The transportation of ethanol is a vital component of its supply chain, often necessitating travel from production sites—typically located near agricultural areas—to other locations for further processing, storage, or distribution to users. This logistical necessity, however, is not without its challenges. Previous accidents in ethanol transport1 have shown the risks of harm to nearby communities, underscoring the urgent need for thorough risk assessments to mitigate possible undesired scenarios effectively.
A valuable tool for assessing risks associated with transporting, storing, and handling hazardous materials is the Societal Risk map. This method provides a clear geographic representation of risk and allows the possibility to incorporate varying transport intensities or changes to transport routes.
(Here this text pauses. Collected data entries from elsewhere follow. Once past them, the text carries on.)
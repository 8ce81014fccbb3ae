//! State transition history tracking.
//!
//! Machines built with `track_history` record every executed transition
//! (fired or forced) into a bounded log, oldest entries dropped first.

use chrono::{DateTime, Utc};
use serde::{Deserialize, Serialize};
use std::collections::VecDeque;
use std::time::Duration;

/// Record of a single executed transition.
///
/// `trigger` is `None` for forced moves made with `move_to_state`.
///
/// # Example
///
/// ```rust
/// use liquid_fsm::core::StateTransition;
/// use chrono::Utc;
///
/// let transition = StateTransition {
///     from: "Off",
///     to: "Ringing",
///     trigger: Some("Ring"),
///     timestamp: Utc::now(),
/// };
/// assert!(!transition.is_reentry());
/// ```
#[derive(Clone, Debug, PartialEq, Serialize, Deserialize)]
pub struct StateTransition<S, T> {
    /// The state being transitioned from
    pub from: S,
    /// The state being transitioned to
    pub to: S,
    /// The trigger that caused the transition
    pub trigger: Option<T>,
    /// When the transition completed
    pub timestamp: DateTime<Utc>,
}

impl<S: PartialEq, T> StateTransition<S, T> {
    pub fn is_reentry(&self) -> bool {
        self.from == self.to
    }
}

/// Ordered, bounded history of executed transitions.
///
/// # Example
///
/// ```rust
/// use liquid_fsm::core::{StateHistory, StateTransition};
/// use chrono::Utc;
///
/// let mut history = StateHistory::with_limit(2);
/// for (from, to) in [("A", "B"), ("B", "C"), ("C", "D")] {
///     history.record(StateTransition { from, to, trigger: None::<()>, timestamp: Utc::now() });
/// }
///
/// assert_eq!(history.len(), 2);
/// assert_eq!(history.get_path(), vec![&"B", &"C", &"D"]);
/// ```
#[derive(Clone, Debug, Serialize, Deserialize)]
pub struct StateHistory<S, T> {
    limit: usize,
    transitions: VecDeque<StateTransition<S, T>>,
}

impl<S, T> StateHistory<S, T> {
    /// Create an empty history keeping at most `limit` transitions.
    pub fn with_limit(limit: usize) -> Self {
        Self {
            limit,
            transitions: VecDeque::new(),
        }
    }

    pub fn limit(&self) -> usize {
        self.limit
    }

    /// Append a transition, evicting the oldest once the limit is reached.
    pub fn record(&mut self, transition: StateTransition<S, T>) {
        if self.limit == 0 {
            return;
        }
        while self.transitions.len() >= self.limit {
            self.transitions.pop_front();
        }
        self.transitions.push_back(transition);
    }

    /// Get the path of states traversed.
    ///
    /// Returns the `from` state of the oldest retained transition followed
    /// by the `to` state of each transition.
    pub fn get_path(&self) -> Vec<&S> {
        let mut path = Vec::new();
        if let Some(first) = self.transitions.front() {
            path.push(&first.from);
        }
        for transition in &self.transitions {
            path.push(&transition.to);
        }
        path
    }

    /// Time between the oldest and newest retained transition.
    pub fn duration(&self) -> Option<Duration> {
        if let (Some(first), Some(last)) = (self.transitions.front(), self.transitions.back()) {
            let duration = last.timestamp.signed_duration_since(first.timestamp);
            duration.to_std().ok()
        } else {
            None
        }
    }

    pub fn transitions(&self) -> impl Iterator<Item = &StateTransition<S, T>> {
        self.transitions.iter()
    }

    pub fn last(&self) -> Option<&StateTransition<S, T>> {
        self.transitions.back()
    }

    pub fn len(&self) -> usize {
        self.transitions.len()
    }

    pub fn is_empty(&self) -> bool {
        self.transitions.is_empty()
    }
}
//! Guard predicates for controlling state transitions.
//!
//! Guards are nullary boolean functions evaluated when a trigger fires. A
//! rejected guard makes the trigger behave as if it was not configured.
//! Guards may be evaluated speculatively (see `can_handle`), so they are
//! expected to be free of side effects.

use futures::future::BoxFuture;
use futures::FutureExt;
use std::future::Future;
use std::sync::Arc;

type SyncPredicate = Arc<dyn Fn() -> bool + Send + Sync>;
type AsyncPredicate = Arc<dyn Fn() -> BoxFuture<'static, bool> + Send + Sync>;

/// Predicate that determines if a transition can execute.
///
/// # Example
///
/// ```rust
/// use liquid_fsm::builder::Configuration;
/// use liquid_fsm::core::Guard;
/// use liquid_fsm::machine::StateMachine;
/// use std::sync::atomic::{AtomicBool, Ordering};
/// use std::sync::Arc;
///
/// #[derive(Clone, Copy, PartialEq, Eq, Hash, Debug)]
/// enum Alarm { Idle, Armed }
/// #[derive(Clone, Copy, PartialEq, Eq, Hash, Debug)]
/// enum Key { Arm }
///
/// let door_closed = Arc::new(AtomicBool::new(false));
/// let flag = Arc::clone(&door_closed);
///
/// let mut config = Configuration::new();
/// config
///     .configure(Alarm::Idle)
///     .permit_if(Key::Arm, Alarm::Armed, Guard::new(move || flag.load(Ordering::SeqCst)))
///     .unwrap();
/// let alarm = StateMachine::new(config, Alarm::Idle).unwrap();
///
/// assert!(!alarm.can_handle(&Key::Arm));
/// door_closed.store(true, Ordering::SeqCst);
/// assert!(alarm.can_handle(&Key::Arm));
/// ```
#[derive(Clone)]
pub enum Guard {
    /// Evaluated inline.
    Sync(SyncPredicate),
    /// Evaluated by awaiting the returned future.
    Async(AsyncPredicate),
}

impl Guard {
    /// Create a guard from a synchronous predicate.
    pub fn new<F>(predicate: F) -> Self
    where
        F: Fn() -> bool + Send + Sync + 'static,
    {
        Guard::Sync(Arc::new(predicate))
    }

    /// Create a guard from a predicate returning a future.
    ///
    /// Only awaitable machines (plain, queued and scheduled) accept
    /// configurations holding async guards.
    pub fn from_async<F, Fut>(predicate: F) -> Self
    where
        F: Fn() -> Fut + Send + Sync + 'static,
        Fut: Future<Output = bool> + Send + 'static,
    {
        Guard::Async(Arc::new(move || predicate().boxed()))
    }

    /// Whether evaluating this guard requires an executor.
    pub fn is_async(&self) -> bool {
        matches!(self, Guard::Async(_))
    }

    /// Evaluate the guard, awaiting it if necessary.
    pub async fn evaluate(&self) -> bool {
        match self {
            Guard::Sync(predicate) => predicate(),
            Guard::Async(predicate) => predicate().await,
        }
    }
}

impl std::fmt::Debug for Guard {
    fn fmt(&self, f: &mut std::fmt::Formatter<'_>) -> std::fmt::Result {
        match self {
            Guard::Sync(_) => f.write_str("Guard::Sync"),
            Guard::Async(_) => f.write_str("Guard::Async"),
        }
    }
}

#[cfg(test)]
mod tests {
    use super::*;
    use std::sync::atomic::{AtomicUsize, Ordering};

    #[test]
    fn guard_shape_is_reported() {
        assert!(!Guard::new(|| true).is_async());
        assert!(Guard::from_async(|| async { true }).is_async());
    }

    #[tokio::test]
    async fn evaluate_awaits_async_guards() {
        let guard = Guard::from_async(|| async {
            tokio::task::yield_now().await;
            false
        });

        assert!(!guard.evaluate().await);
        assert!(Guard::new(|| true).evaluate().await);
    }

    #[tokio::test]
    async fn guard_reads_captured_state_on_each_evaluation() {
        let calls = Arc::new(AtomicUsize::new(0));
        let counter = Arc::clone(&calls);
        let guard = Guard::new(move || counter.fetch_add(1, Ordering::SeqCst) % 2 == 0);

        assert!(guard.evaluate().await);
        assert!(!guard.evaluate().await);
        assert_eq!(calls.load(Ordering::SeqCst), 2);
    }
}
Moreover, the clear visualisation aids significantly in facilitating communication between risk assessment professionals and urban planners.
This blog post explores the calculation of Societal Risk maps through a case study of an ethanol tank wagon accident using Gexcon’s RISKCURVES QRA software.
Ethanol transport using tank wagons
The transportation of ethanol utilises various methods, including road tankers, tank wagons, barges, and pipelines.
Figure 1. Transportation of ethanol from the production site using tank wagons.
Tank wagon transport, in particular, emerges as the dominant force in this logistics chain, handling 95% of ethanol shipments in 2022 in the United States,2 the world’s leading ethanol producer, because of their large capacity.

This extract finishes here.